Foreign investor Peakstone cleared for Dexus Sydney office tower buy
The commercial property market has been bolstered by foreign investment authorities waving through the purchase of an office tower in the heart of Sydney.
The Foreign Investment Review Board approval will see local office landlord Dexus finalise a long-running deal to sell off an office block in Clarence Street for $530 million that was agreed to in June.
Property players have been concerned by long time frames for deals to be approved but they have argued that office blocks are not sensitive assets which raise strategic concerns.
Chinese players are also active, including Bank of China, which has chased property deals, and Chinese-government controlled conglomerate China State Construction Engineering Corporation, which has lobbed a $200 million takeover bid for Probuild, one of Australia’s largest builders.
Dexus said it had settled on 45 Clarence Street with the move giving some confidence to the prospects of offshore buyers after one $80 million building sale in Haymarket, Sydney, collapsed after the buyer could not obtain approval after months of review.
The FIRB is closely assessing commercial property sales but the harshest scrutiny appears to be reserved for buildings which may be occupied by sensitive government agencies.
The buyer was Peakstone, a privately owned, Singapore-headquartered property investment manager.
The prominent A-Grade office tower in Sydney’s CBD was built in 1990 and spans a net lettable area of about 32,000sqm.

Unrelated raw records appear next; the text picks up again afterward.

use proptest::prelude::*;
use reward_pool::errors::DecodeError;
use reward_pool::instruction::RewardPoolInstruction;
use reward_pool::state::{PendingReward, RewardPool, WithdrawalRecord};
use solana_program::pubkey::Pubkey;

fn pubkey() -> impl Strategy<Value = Pubkey> {
    any::<[u8; 32]>().prop_map(Pubkey::new_from_array)
}

prop_compose! {
    fn reward_pool()(
        platform_authority in pubkey(),
        reward_mint in pubkey(),
        platform_treasury in pubkey(),
        platform_fee_percentage in 0u8..=100,
        total_rewards_distributed in any::<u64>(),
        total_platform_fees_collected in any::<u64>(),
        is_paused in any::<bool>(),
        bump_seed in any::<u8>(),
    ) -> RewardPool {
        RewardPool {
            platform_authority,
            reward_mint,
            platform_treasury,
            platform_fee_percentage,
            total_rewards_distributed,
            total_platform_fees_collected,
            is_paused,
            bump_seed,
        }
    }
}

fn instruction() -> impl Strategy<Value = RewardPoolInstruction> {
    prop_oneof![
        any::<u8>().prop_map(|platform_fee_percentage| RewardPoolInstruction::InitializePool {
            platform_fee_percentage
        }),
        (any::<u64>(), pubkey(), "\\PC{0,64}").prop_map(|(amount, farmer_pubkey, task_id)| {
            RewardPoolInstruction::RecordReward { amount, farmer_pubkey, task_id }
        }),
        (any::<u64>(), any::<u64>())
            .prop_map(|(amount, nonce)| RewardPoolInstruction::WithdrawReward { amount, nonce }),
        any::<u8>().prop_map(|new_fee_percentage| RewardPoolInstruction::UpdatePlatformFee {
            new_fee_percentage
        }),
        Just(RewardPoolInstruction::PausePool),
        Just(RewardPoolInstruction::ResumePool),
    ]
}

proptest! {
    #[test]
    fn prop_pool_round_trip(pool in reward_pool()) {
        let bytes = pool.encode().unwrap();
        prop_assert_eq!(bytes.len(), RewardPool::LEN);
        prop_assert_eq!(RewardPool::decode(&bytes).unwrap(), pool);
    }

    #[test]
    fn prop_short_pool_record_rejected(pool in reward_pool(), cut in 0usize..RewardPool::LEN) {
        let bytes = pool.encode().unwrap();
        prop_assert_eq!(
            RewardPool::decode(&bytes[..cut]),
            Err(DecodeError::TooShort { expected: RewardPool::LEN, actual: cut })
        );
    }

    #[test]
    fn prop_instruction_round_trip(ix in instruction()) {
        let data = ix.pack().unwrap();
        prop_assert_eq!(data[0], ix.tag());
        prop_assert_eq!(RewardPoolInstruction::unpack(&data).unwrap(), ix);
    }

    #[test]
    fn prop_truncated_instruction_never_decodes(ix in instruction(), cut in 1usize..16) {
        let data = ix.pack().unwrap();
        prop_assume!(data.len() > 1 && cut < data.len());
        prop_assert!(RewardPoolInstruction::unpack(&data[..data.len() - cut]).is_err());
    }

    #[test]
    fn prop_unpack_arbitrary_bytes_does_not_panic(data in proptest::collection::vec(any::<u8>(), 0..128)) {
        let _ = RewardPoolInstruction::unpack(&data);
    }

    #[test]
    fn prop_decode_arbitrary_record_bytes_does_not_panic(data in proptest::collection::vec(any::<u8>(), 0..128)) {
        let _ = RewardPool::decode(&data);
        let _ = PendingReward::decode(&data);
        let _ = WithdrawalRecord::decode(&data);
    }

    #[test]
    fn prop_pending_reward_round_trip(
        farmer_pubkey in pubkey(),
        amount in any::<u64>(),
        task_id in "\\PC{1,64}",
        recorded_at in any::<i64>(),
        is_withdrawn in any::<bool>(),
    ) {
        let reward = PendingReward { farmer_pubkey, amount, task_id, recorded_at, is_withdrawn };
        let bytes = reward.encode().unwrap();
        prop_assert_eq!(bytes.len(), reward.encoded_len());
        prop_assert_eq!(PendingReward::decode(&bytes).unwrap(), reward);
    }

    #[test]
    fn prop_withdrawal_record_round_trip(
        farmer_pubkey in pubkey(),
        amount in any::<u64>(),
        nonce in any::<u64>(),
        withdrawn_at in any::<i64>(),
    ) {
        let record = WithdrawalRecord { farmer_pubkey, amount, nonce, withdrawn_at };
        prop_assert_eq!(WithdrawalRecord::decode(&record.encode().unwrap()).unwrap(), record);
    }
}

The acquisition bolsters Peakstone’s portfolio of actively managed investment properties across Australia, including neighbouring 55 Clarence Street.
Peakstone chief operating officer Chris Khoo said the company was a long-term investor from Singapore and the deal “demonstrates its confidence in the fundamentals of Sydney’s commercial property market, as well as the broader Australian economy”.
Specialist company Artifex Property represented Peakstone on the acquisition while CBRE’s James Parry and Marc Giuffrida brokered the deal and their firm believes offshore players could play an even larger role next year.
“International capital continued to feature in Sydney and Melbourne despite borders being closed. Several new groups emerged from the co-mingled funds looking to get set in direct assets alongside domestic mangers,” CBRE Pacific head of capital markets, office, Flint Davidson, said.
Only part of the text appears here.